Entrained Flow Gasifier - The advantage of the entrained flow gasifiers is the ability to handle
any coal feedstock and produce a clean, tar-free gas. Additionally, the ash is produced in the
form of inert slag or frit. This is achieved with the penalty of additional effort in coal preparation
and high oxygen consumption, especially in the case of coal-water slurries or coals with a high
moisture or ash content. The majority of the coal gasification processes that have been
developed after 1950 are based on entrained-flow, slagging gasifiers operating at pressures of
20 to 70 bar and at high temperature (≥1400°C). Entrained-flow gasifiers have become the
technology of choice for hard coals, and have been selected for the majority of commercial-
sized IGCC plants.
Safety and Health Practices

As with any extractive activity, drilling for natural gas can lead to leaks. If the drill hits an
unexpected high-pressure pocket of natural gas, or the well is damaged or ruptures, the leak
can be immediately hazardous. 

Because natural gas dissipates so quickly into the air, it does not always cause an explosion or
burn. However, the leaks are an environmental hazard that also leak mud and oil into the
surrounding areas. 

If hydraulic fracturing was used to expand a well, the chemicals from that process
can contaminate local aquatic habitats and drinking water with highly radioactive materials. The
uncontained methane released in the air can also force people to temporary evacuate the area. 

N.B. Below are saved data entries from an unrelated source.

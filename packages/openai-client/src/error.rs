//! Error types for the streaming client.

use thiserror::Error;

/// Result type for client operations.
pub type Result<T> = std::result::Result<T, OpenAIError>;

/// Client errors.
#[derive(Debug, Error)]
pub enum OpenAIError {
    /// Missing API key or invalid settings
    #[error("Configuration error: {0}")]
    Config(String),

    /// Connection failed, reset, or timed out mid-stream
    #[error("Network error: {0}")]
    Network(String),

    /// Non-2xx response (rate limit, invalid model, bad request)
    #[error("API error ({status}): {message}")]
    Api { status: u16, message: String },

    /// Malformed SSE frame or unexpected JSON
    #[error("Parse error: {0}")]
    Parse(String),
}

impl OpenAIError {
    /// Whether the failure happened before any bytes were streamed back.
    pub fn is_request_rejection(&self) -> bool {
        matches!(self, OpenAIError::Config(_) | OpenAIError::Api { .. })
    }
}
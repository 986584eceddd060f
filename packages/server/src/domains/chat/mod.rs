//! Chat domain - direct conversations with a model, answered by streamed replies.

pub mod data;
pub mod errors;
pub mod models;
pub mod service;

pub use data::PgChatRepository;
pub use errors::ChatError;
pub use models::*;
pub use service::ChatService;
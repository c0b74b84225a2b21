// Copyright © 2025 mailblast.io
// Licensed under MailBlast License Agreement v1.0
// Unauthorized copying, modification, or distribution is prohibited.

use crate::modules::smtp::relay::RelayPreset;
use clap::Parser;
use std::{path::PathBuf, sync::LazyLock};

#[cfg(not(test))]
pub static SETTINGS: LazyLock<Settings> = LazyLock::new(Settings::parse);

#[cfg(test)]
pub static SETTINGS: LazyLock<Settings> = LazyLock::new(Settings::new_for_test);

#[derive(Debug, Parser)]
#[clap(
    name = "mailblast",
    about = "A bulk email sender that reads a recipient table, composes a message
    by hand or via a text-generation API, and submits it to every recipient over SMTP.",
    version = env!("CARGO_PKG_VERSION")
)]
pub struct Settings {
    /// mailblast log level (default: "info")
    #[clap(
        long,
        default_value = "info",
        env,
        help = "Set the log level for mailblast"
    )]
    pub mailblast_log_level: String,

    #[clap(
        long,
        default_value = "true",
        env,
        help = "Enable ANSI colors in log output"
    )]
    pub mailblast_ansi_logs: bool,

    /// Recipient table: a CSV or TSV file with an "Email" column.
    #[clap(
        long,
        env,
        help = "Path to the recipient table (CSV/TSV with an 'Email' column)"
    )]
    pub mailblast_recipient_file: PathBuf,

    /// Subject line shared by every message in the pass.
    #[clap(
        long,
        default_value = "Your Marketing Email",
        env,
        help = "Set the subject line for the send pass"
    )]
    pub mailblast_subject: String,

    /// Manually typed message body. Mutually exclusive with --mailblast-prompt.
    #[clap(long, env, help = "Set the plain-text message body")]
    pub mailblast_body: Option<String>,

    /// Campaign description handed to the text-generation API; its response
    /// becomes the message body verbatim.
    #[clap(
        long,
        env,
        conflicts_with = "mailblast_body",
        help = "Generate the message body from this prompt instead of typing it"
    )]
    pub mailblast_prompt: Option<String>,

    #[clap(
        long,
        env = "OPENAI_API_KEY",
        help = "API key for the text-generation endpoint"
    )]
    pub mailblast_openai_api_key: Option<String>,

    #[clap(
        long,
        default_value = "gpt-3.5-turbo",
        env,
        help = "Model name for the text-generation endpoint"
    )]
    pub mailblast_openai_model: String,

    #[clap(
        long,
        default_value = "https://api.openai.com/v1",
        env,
        help = "Base URL of the text-generation endpoint"
    )]
    pub mailblast_openai_base_url: String,

    /// Optional single file attached to every message in the pass.
    #[clap(long, env, help = "Path to a file to attach to every message")]
    pub mailblast_attachment: Option<PathBuf>,

    /// Mail relay preset. Both built-in presets submit on port 587 with STARTTLS.
    #[clap(
        long,
        value_enum,
        default_value = "brevo",
        env,
        help = "Select the mail relay preset (outlook or brevo)"
    )]
    pub mailblast_relay: RelayPreset,

    #[clap(long, env, help = "Sender email address used for every message")]
    pub mailblast_sender_email: String,

    #[clap(
        long,
        env,
        hide_env_values = true,
        help = "SMTP password or relay SMTP key for the sender account"
    )]
    pub mailblast_smtp_password: String,

    #[clap(
        long,
        default_value = "60",
        env,
        help = "Timeout in seconds for SMTP connect and submission"
    )]
    pub mailblast_smtp_timeout_seconds: u64,

    /// Directory receiving success.csv and failed.csv after the pass.
    #[clap(
        long,
        default_value = ".",
        env,
        help = "Set the output directory for the result files"
    )]
    pub mailblast_output_dir: PathBuf,
}

impl Settings {
    #[cfg(test)]
    fn new_for_test() -> Self {
        Self {
            mailblast_log_level: "info".to_string(),
            mailblast_ansi_logs: false,
            mailblast_recipient_file: "recipients.csv".into(),
            mailblast_subject: "Your Marketing Email".to_string(),
            mailblast_body: Some("Hello,\n\nThis is a test marketing email.".to_string()),
            mailblast_prompt: None,
            mailblast_openai_api_key: None,
            mailblast_openai_model: "gpt-3.5-turbo".to_string(),
            mailblast_openai_base_url: "https://api.openai.com/v1".to_string(),
            mailblast_attachment: None,
            mailblast_relay: RelayPreset::Brevo,
            mailblast_sender_email: "sender@example.com".to_string(),
            mailblast_smtp_password: "change-me".to_string(),
            mailblast_smtp_timeout_seconds: 60,
            mailblast_output_dir: ".".into(),
        }
    }
}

Leaks can also occur slowly over time. Until the 1950s, cast iron was a popular choice for
distribution pipelines, but it allows a high amount of natural gas to escape. The cast iron pipes
become leaky after years of freeze-thaw cycles, heavy overhead traffic, and strains from the
naturally shifting soil. Methane leaks from these distribution pipelines make up more than 30
percent of the methane emissions in the U.S. natural gas distribution sector. Today, pipelines
are made out of a variety of metals and plastics to reduce leakage.